*ASSIGNMENT:* Which lines of the records contain the word "static"? Show each of them.

*DATASET:*
-------
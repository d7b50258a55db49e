//! Key types for QTC wallets.
//!
//! A [`KeyPair`] is parameterised by a capability marker so KEM and signature
//! keys share one implementation while staying distinct types:
//!
//! - [`KemKeyPair`]: ML-KEM-1024 encapsulation/decapsulation keys
//! - [`SigKeyPair`]: ML-DSA-65 verifying/signing keys

use std::marker::PhantomData;

use zeroize::Zeroize;

use crate::constants::{
    KEM_PUBLIC_KEY_SIZE, KEM_SECRET_KEY_SIZE, KEM_SHARED_SECRET_SIZE, SIG_PUBLIC_KEY_SIZE,
    SIG_SECRET_KEY_SIZE,
};
use crate::error::{QtcError, Result};
use crate::types::Entropy;

// ═══════════════════════════════════════════════════════════════════════════════
// CAPABILITIES
// ═══════════════════════════════════════════════════════════════════════════════

/// Capability of a key pair, fixing its algorithm and key lengths.
pub trait KeyCapability: Send + Sync + 'static {
    /// Algorithm identifier.
    const ALGORITHM: &'static str;
    /// Public key length in bytes.
    const PUBLIC_KEY_SIZE: usize;
    /// Secret key length in bytes.
    const SECRET_KEY_SIZE: usize;
}

/// Key-encapsulation capability (ML-KEM-1024).
#[derive(Clone, Copy, Debug, PartialEq, Eq)]
pub struct Kem;

/// Digital-signature capability (ML-DSA-65).
#[derive(Clone, Copy, Debug, PartialEq, Eq)]
pub struct Sig;

impl KeyCapability for Kem {
    const ALGORITHM: &'static str = "ML-KEM-1024";
    const PUBLIC_KEY_SIZE: usize = KEM_PUBLIC_KEY_SIZE;
    const SECRET_KEY_SIZE: usize = KEM_SECRET_KEY_SIZE;
}

impl KeyCapability for Sig {
    const ALGORITHM: &'static str = "ML-DSA-65";
    const PUBLIC_KEY_SIZE: usize = SIG_PUBLIC_KEY_SIZE;
    const SECRET_KEY_SIZE: usize = SIG_SECRET_KEY_SIZE;
}

// ═══════════════════════════════════════════════════════════════════════════════
// KEY PAIR
// ═══════════════════════════════════════════════════════════════════════════════

/// A public/secret key pair whose lengths are fixed by its capability.
///
/// The secret half is zeroized on drop and never shown by `Debug`.
pub struct KeyPair<C: KeyCapability> {
    public: Vec<u8>,
    secret: Vec<u8>,
    _capability: PhantomData<C>,
}

/// ML-KEM-1024 key pair.
pub type KemKeyPair = KeyPair<Kem>;

/// ML-DSA-65 key pair.
pub type SigKeyPair = KeyPair<Sig>;

impl<C: KeyCapability> KeyPair<C> {
    /// Creates a key pair from raw key bytes.
    ///
    /// # Errors
    /// Returns a length error if either key does not match the capability's size.
    pub fn from_bytes(public: Vec<u8>, mut secret: Vec<u8>) -> Result<Self> {
        if public.len() != C::PUBLIC_KEY_SIZE {
            secret.zeroize();
            return Err(QtcError::length(
                "public key",
                C::PUBLIC_KEY_SIZE,
                public.len(),
            ));
        }
        if secret.len() != C::SECRET_KEY_SIZE {
            let actual = secret.len();
            secret.zeroize();
            return Err(QtcError::length("secret key", C::SECRET_KEY_SIZE, actual));
        }
        Ok(Self {
            public,
            secret,
            _capability: PhantomData,
        })
    }

    /// Algorithm identifier of this key pair.
    pub fn algorithm(&self) -> &'static str {
        C::ALGORITHM
    }

    /// Returns the public key bytes.
    pub fn public_key(&self) -> &[u8] {
        &self.public
    }

    /// Returns the secret key bytes.
    ///
    /// # Security
    /// Handle the returned bytes carefully - do not log or expose them.
    pub fn secret_key(&self) -> &[u8] {
        &self.secret
    }
}

impl<C: KeyCapability> Clone for KeyPair<C> {
    fn clone(&self) -> Self {
        Self {
            public: self.public.clone(),
            secret: self.secret.clone(),
            _capability: PhantomData,
        }
    }
}

impl<C: KeyCapability> PartialEq for KeyPair<C> {
    fn eq(&self, other: &Self) -> bool {
        self.public == other.public && self.secret == other.secret
    }
}

impl<C: KeyCapability> Eq for KeyPair<C> {}

impl<C: KeyCapability> Drop for KeyPair<C> {
    fn drop(&mut self) {
        self.secret.zeroize();
    }
}

impl<C: KeyCapability> std::fmt::Debug for KeyPair<C> {
    fn fmt(&self, f: &mut std::fmt::Formatter<'_>) -> std::fmt::Result {
        f.debug_struct("KeyPair")
            .field("algorithm", &C::ALGORITHM)
            .field(
                "public",
                &format_args!(
                    "{}...{}",
                    hex::encode(&self.public[..8]),
                    hex::encode(&self.public[self.public.len() - 8..])
                ),
            )
            .field("secret", &"[REDACTED]")
            .finish()
    }
}

// ═══════════════════════════════════════════════════════════════════════════════
// SELF-ENCAPSULATION
// ═══════════════════════════════════════════════════════════════════════════════

/// A KEM key pair together with the shared secret obtained by encapsulating
/// against its own public key.
#[derive(Clone, Debug, PartialEq, Eq)]
pub struct KemSelfEncapsulation {
    /// The freshly generated KEM key pair
    pub keypair: KemKeyPair,
    /// Shared secret bound to `keypair`
    pub shared_secret: Entropy,
}

impl KemSelfEncapsulation {
    /// Bundles a key pair with its shared secret.
    ///
    /// # Errors
    /// Returns a length error if the shared secret is not 32 bytes.
    pub fn new(keypair: KemKeyPair, shared_secret: Entropy) -> Result<Self> {
        if shared_secret.len() != KEM_SHARED_SECRET_SIZE {
            return Err(QtcError::length(
                "KEM shared secret",
                KEM_SHARED_SECRET_SIZE,
                shared_secret.len(),
            ));
        }
        Ok(Self {
            keypair,
            shared_secret,
        })
    }
}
-------
*EXPECTED ANSWER:*
pub trait KeyCapability: Send + Sync + 'static {
    const ALGORITHM: &'static str;
    const ALGORITHM: &'static str = "ML-KEM-1024";
    const ALGORITHM: &'static str = "ML-DSA-65";
    pub fn algorithm(&self) -> &'static str {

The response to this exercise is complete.